Can Alaska Air Continue Soaring Above The Airline Industry?

Can Alaska Air Continue Soaring Above The Airline Industry?

The airline industry has been in rally mode since late last month, and Alaska Air Group Inc. (NYSE: ALK) is one of the stocks leading the way in the past two weeks. 

Others that have taken flight lately include United Airlines Holdings Inc. (NASDAQ: UAL), American Airlines Group Inc. (NASDAQ: AAL) and Delta Air Lines Inc. (NYSE: DAL). Showing that positive news can lift an entire industry, even Southwest Airlines Co. (NYSE: LUV) is up 5.96% in the past week, as investors seem to have brushed aside the company’s widely publicized bungling of the busy holiday travel season. 

Alaska Air soared 11% last week on news that the company plans to recruit 3,500 new employees in various roles and functions. 

In a news release, the company said, “As we continue to grow and bring dozens of new airplanes into our fleet, we need thousands of people to join the Alaska family.”

Alaska Air operates two airlines, Alaska and Horizon. Its mainline business segment comprises scheduled passenger and cargo transportation on Alaska’s Airbus and Boeing fleets. That unit serves the U.S., parts of Mexico, and Costa Rica. 

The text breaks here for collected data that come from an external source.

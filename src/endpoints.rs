//! The API endpoint URIs.
//!
//! For endpoints that take a parameter, e.g., '/api/incomes/{transaction_id}',
//! use [format_endpoint].

/// The root route which redirects to the dashboard or sign-in page.
pub const ROOT: &str = "/";
/// The landing page for signed-in users.
pub const DASHBOARD_VIEW: &str = "/dashboard";
/// The page for recording and listing incomes.
pub const INCOME_VIEW: &str = "/income";
/// The page for recording and listing expenses.
pub const EXPENSE_VIEW: &str = "/expense";
/// The page for editing an existing income.
pub const EDIT_INCOME_VIEW: &str = "/income/{transaction_id}/edit";
/// The page for editing an existing expense.
pub const EDIT_EXPENSE_VIEW: &str = "/expense/{transaction_id}/edit";
/// The route for getting the sign-in page.
pub const LOG_IN_VIEW: &str = "/log_in";
/// The route for getting the sign-up page.
pub const REGISTER_VIEW: &str = "/register";

/// The route for signing in a user.
pub const LOG_IN_API: &str = "/api/log_in";
/// The route for the client to sign out the current user.
pub const LOG_OUT: &str = "/api/log_out";
/// The route to create users.
pub const USERS: &str = "/api/users";
/// The route that starts a Google sign-in.
pub const OAUTH_GOOGLE: &str = "/auth/google";
/// The route Google redirects back to after consent.
pub const OAUTH_GOOGLE_CALLBACK: &str = "/auth/google/callback";

/// The route to create incomes.
pub const INCOMES_API: &str = "/api/incomes";
/// The route to update or delete a single income.
pub const INCOME_API: &str = "/api/incomes/{transaction_id}";
/// The route to create expenses.
pub const EXPENSES_API: &str = "/api/expenses";
/// The route to update or delete a single expense.
pub const EXPENSE_API: &str = "/api/expenses/{transaction_id}";

/// The route for the transaction table fragment the dashboard filters and
/// polls.
pub const TRANSACTIONS_FRAGMENT: &str = "/fragments/transactions";

/// Replace the parameter in `endpoint_path` with `id`.
///
/// A parameter is a string that starts with a left brace, followed by
/// lowercase letters or underscores, and ends with a right brace.
/// For example, in the endpoint path '/api/incomes/{transaction_id}',
/// '{transaction_id}' is the parameter.
///
/// This function assumes that an endpoint path only contains ASCII characters
/// and a single parameter.
///
/// If no parameter is found in `endpoint_path`, the function returns the
/// original `endpoint_path`.
pub fn format_endpoint(endpoint_path: &str, id: i64) -> String {
    let mut param_start = None;
    let mut param_end = None;

    for (i, c) in endpoint_path.chars().enumerate() {
        if c == '{' {
            param_start = Some(i);
        } else if param_start.is_some() && c == '}' {
            param_end = Some(i + 1);
            break;
        }
    }

    let param_start = match param_start {
        Some(start) => start,
        None => return endpoint_path.to_string(),
    };

    let param_end = param_end.unwrap_or(endpoint_path.len());

    format!(
        "{}{}{}",
        &endpoint_path[..param_start],
        id,
        &endpoint_path[param_end..]
    )
}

Horizon is a wholly owned subsidiary of Alaska, flying regional these regional passenger routes. The concept of the regional segment is familiar to travelers who fly relatively short distances, often to or from smaller airports. 

Investors Cheer Hiring Announcement 

The announcement about robust 2023 hiring was greeted with enthusiasm as shares climbed 2.65% on the news. While recent corporate announcements about layoffs, such as those at Jabil Inc. (NYSE: JBL), resulted in a rally because investors cheered cost cuts, Alaska’s news resulted in optimism about increased business.

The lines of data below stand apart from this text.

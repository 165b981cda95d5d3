//! The pages for editing an existing income or expense.

use axum::{
    Extension,
    extract::{Path, State},
    response::{IntoResponse, Response},
};
use maud::html;

use crate::{
    endpoints,
    html::{CARD_STYLE, LINK_STYLE, PAGE_CONTAINER_STYLE, base},
    navigation::NavBar,
    session::Session,
    store::DocumentId,
    transaction::{
        create_endpoint::TransactionApiState,
        form::{TransactionFormDefaults, transaction_form_fields},
        model::TransactionKind,
    },
};

/// Display the page for editing an income.
pub async fn get_edit_income_page(
    state: State<TransactionApiState>,
    session: Extension<Session>,
    id: Path<DocumentId>,
) -> Response {
    edit_page(TransactionKind::Income, state, session, id)
}

/// Display the page for editing an expense.
pub async fn get_edit_expense_page(
    state: State<TransactionApiState>,
    session: Extension<Session>,
    id: Path<DocumentId>,
) -> Response {
    edit_page(TransactionKind::Expense, state, session, id)
}

fn edit_page(
    kind: TransactionKind,
    State(state): State<TransactionApiState>,
    Extension(session): Extension<Session>,
    Path(id): Path<DocumentId>,
) -> Response {
    let record = match state.store.get(kind.collection(), id, session.user_id) {
        Ok(record) => record,
        Err(error) => return error.into_response(),
    };

    let (title, active_endpoint, api, back) = match kind {
        TransactionKind::Income => (
            "Edit Income",
            endpoints::INCOME_VIEW,
            endpoints::INCOME_API,
            endpoints::INCOME_VIEW,
        ),
        TransactionKind::Expense => (
            "Edit Expense",
            endpoints::EXPENSE_VIEW,
            endpoints::EXPENSE_API,
            endpoints::EXPENSE_VIEW,
        ),
    };

    let nav_bar = NavBar::new(active_endpoint, &session);

    let content = html! {
        (nav_bar.into_html())

        main class=(PAGE_CONTAINER_STYLE)
        {
            section class={ (CARD_STYLE) " max-w-2xl mx-auto" } hx-ext="response-targets"
            {
                h1 class="text-xl font-bold mb-4" { (title) }

                div id="form-alert" {}

                form
                    hx-put=(endpoints::format_endpoint(api, record.id))
                    hx-target-error="#form-alert"
                    class="space-y-4"
                {
                    (transaction_form_fields(&TransactionFormDefaults {
                        kind,
                        date: record.date,
                        category: Some(&record.category),
                        amount: Some(record.amount),
                        description: &record.description,
                    }))

                    div class="flex items-center gap-4"
                    {
                        button
                            type="submit"
                            tabindex="0"
                            class="bg-blue-600 text-white px-4 py-2 rounded-lg hover:bg-blue-700"
                        {
                            "Save Changes"
                        }

                        a href=(back) class=(LINK_STYLE) { "Cancel" }
                    }
                }
            }
        }
    };

    base(title, &[], &content).into_response()
}

#[cfg(test)]
mod edit_page_tests {
    use std::sync::{Arc, Mutex};

    use axum::{
        Extension,
        extract::{Path, State},
        http::StatusCode,
        response::IntoResponse,
    };
    use rusqlite::Connection;
    use time::macros::date;

    use crate::{
        session::{Session, SessionHub},
        store::{Collection, DocumentStore, initialize},
        test_utils::{body_text, create_test_user, draft},
        transaction::create_endpoint::TransactionApiState,
    };

    use super::get_edit_expense_page;

    fn get_test_state() -> (TransactionApiState, Session) {
        let conn = Connection::open_in_memory().unwrap();
        initialize(&conn).unwrap();
        let owner = create_test_user(&conn, "foo@bar.baz");

        let session = Session {
            user_id: owner,
            display_name: "Ferris".to_owned(),
            photo_url: None,
        };

        (
            TransactionApiState {
                store: DocumentStore::new(Arc::new(Mutex::new(conn))),
                sessions: SessionHub::new(),
            },
            session,
        )
    }

    #[tokio::test]
    async fn edit_page_prefills_the_record() {
        let (state, session) = get_test_state();
        let record = state
            .store
            .add(
                Collection::Expenses,
                session.user_id,
                &draft(date!(2023 - 10 - 02), "Rent", 1000.0),
            )
            .unwrap();

        let response = get_edit_expense_page(
            State(state),
            Extension(session),
            Path(record.id),
        )
        .await
        .into_response();

        assert_eq!(response.status(), StatusCode::OK);
        let body = body_text(response).await;
        assert!(body.contains("2023-10-02"));
        assert!(body.contains("Rent"));
        assert!(body.contains("1000.00"));
    }

    #[tokio::test]
    async fn edit_page_for_missing_record_is_not_found() {
        let (state, session) = get_test_state();

        let response = get_edit_expense_page(State(state), Extension(session), Path(42))
            .await
            .into_response();

        assert_eq!(response.status(), StatusCode::NOT_FOUND);
    }
}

The company said it aims to hire 550 pilots, 1,000 flight attendants, 1,000 customer service agents, 100 ramp service agents, 240 contact center agents, 135 maintenance technicians, and 500 employees for management roles. 

With a market capitalization of about $6.38 billion, Alaska now qualifies as a mid-cap, but it hasn’t yet been ejected from the S&P 500, although it’s one of the smaller stocks within that broad large-cap index. The current threshold for qualification is $3 billion, which Alaska still meets. 

In the past year, the stock essentially etched the same downward trajectory as the broader airline industry, although did outperform the group as a whole. The leading stock in the group is Panamanian Copa Holdings SA (NYSE: CPA), which advanced 7.47% in the past year. United saw a 7.22% gain during that time, while American and Delta were down 12% and 7.89%, respectively.

Alaska posted a decline of 11.07% in the past year.

Can Alaska Air Continue Soaring Above The Airline Industry?

Good Data On Inflation Lifted Entire Industry 

The entire group is rallying as better-than-expected inflation data is boosting hope that demand for travel will bounce back sooner than anticipated. However, anyone who flew much in 2022 almost certainly experienced packed planes, crowded airports, and often flight delays and cancellations as post-pandemic travel rebounded much sooner than airlines expected. 

Investors seem to believe last year’s travel was just the tip of the iceberg regarding what’s coming. 

The company is due to report its fourth quarter on January 26, before the opening bell. Wall Street expects $0.88 per share on revenue of $2.51 billion. Both would be increases over the year-earlier quarter. 

Earnings data for Alaska show the company beating bottom-line views in the past eight quarters and top-line views in seven of the past eight. 

Revenue has been increasing at a healthy clip, although below the triple-digit growth rates that occurred from the second quarter of 2021 through the first quarter of 2022, when year-over-year gains over travel-restricted and travel-reluctant quarters were easy to make.

Shares are trading at April 2022 levels, as the stock advanced 20.02% in the past three months. Shares closed Tuesday at $50.30, a gain of a penny.